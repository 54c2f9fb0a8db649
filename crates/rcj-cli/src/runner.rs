use std::{collections::BTreeMap, time::Duration};

use rcj_comm::{Channel, Radio};
use rcj_core::{MatchSettings, RobotName, SimulationOracle};
use rcj_referee::{Supervisor, TickOutcome};
use rcj_robot::{BehaviorKind, RadioLink, RobotController, VelocityActuator};
use rcj_simulator::{SimRobotIo, Simulation, SimulationBuilder};

/// Behavior used for controller names that are not built in.
const FALLBACK_BEHAVIOR: BehaviorKind = BehaviorKind::Chaser;

/// Owns everything a match needs and advances it one tick at a time.
pub struct MatchRunner {
    settings: MatchSettings,
    sim: Simulation,
    radio: Radio,
    supervisor: Supervisor,
    controllers: BTreeMap<RobotName, RobotController>,
}

impl MatchRunner {
    /// Set up the field with `blue` and `yellow` as the team controllers, then
    /// apply whatever state the supervisor has persisted.
    pub fn new(settings: MatchSettings, supervisor: Supervisor, blue: &str, yellow: &str) -> Self {
        let radio = Radio::new(&settings.radio);
        let mut sim = SimulationBuilder::new(settings.simulation.clone())
            .with_match_setup(blue, yellow)
            .build();
        let mut supervisor = supervisor.with_radio(radio.emitter(Channel::Supervisor));
        supervisor.restore_state(&mut sim);
        // Every controller is started below anyway
        sim.take_restarts();

        let mut runner = Self {
            settings,
            sim,
            radio,
            supervisor,
            controllers: BTreeMap::new(),
        };
        for robot in runner.sim.robots() {
            runner.start_controller(robot);
        }
        runner
    }

    pub fn simulation(&self) -> &Simulation {
        &self.sim
    }

    pub fn supervisor(&self) -> &Supervisor {
        &self.supervisor
    }

    pub fn controller(&self, robot: RobotName) -> Option<&RobotController> {
        self.controllers.get(&robot)
    }

    /// One tick: referee and operator command, controller restarts, every
    /// robot's control cycle, then the physics step.
    pub fn tick(&mut self, command: Option<&str>) -> TickOutcome {
        let dt = self.settings.time_step();
        let outcome = self.supervisor.tick(&mut self.sim, command, dt);

        for robot in self.sim.take_restarts() {
            self.start_controller(robot);
        }

        for (&robot, controller) in self.controllers.iter_mut() {
            if let Some(mut io) = SimRobotIo::attach(&mut self.sim, robot) {
                controller.tick(&mut io);
            }
        }
        self.sim.step(dt);
        for (&robot, controller) in self.controllers.iter_mut() {
            if let Some(mut io) = SimRobotIo::attach(&mut self.sim, robot) {
                controller.after_step(&mut io);
            }
        }
        outcome
    }

    pub fn restart_match(&mut self) {
        self.supervisor.restart_match(&mut self.sim);
    }

    fn start_controller(&mut self, robot: RobotName) {
        // The old controller's radio receivers go away with it
        self.controllers.remove(&robot);
        if let Some(mut io) = SimRobotIo::attach(&mut self.sim, robot) {
            io.set_wheel_velocities(0.0, 0.0);
        }

        let name = match self.sim.controller(robot) {
            Ok(name) => name,
            Err(err) => {
                log::error!("{}: no controller assigned: {}", robot, err);
                return;
            }
        };
        let kind = name.parse::<BehaviorKind>().unwrap_or_else(|err| {
            log::warn!("{}: {}, running {} instead", robot, err, FALLBACK_BEHAVIOR);
            FALLBACK_BEHAVIOR
        });
        let tick_duration = Duration::from_millis(self.settings.time_step_ms);
        let link = RadioLink::attach(&self.radio, robot);
        match RobotController::new(robot, kind, link, self.settings.controller.clone(), tick_duration) {
            Ok(controller) => {
                self.controllers.insert(robot, controller);
            }
            Err(err) => log::error!("{}: failed to start {} controller: {}", robot, kind, err),
        }
    }
}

========================================

## Your task
Copy each line of the data that includes the word "Option".

## Answer to this task
    pub fn controller(&self, robot: RobotName) -> Option<&RobotController> {
    pub fn tick(&mut self, command: Option<&str>) -> TickOutcome {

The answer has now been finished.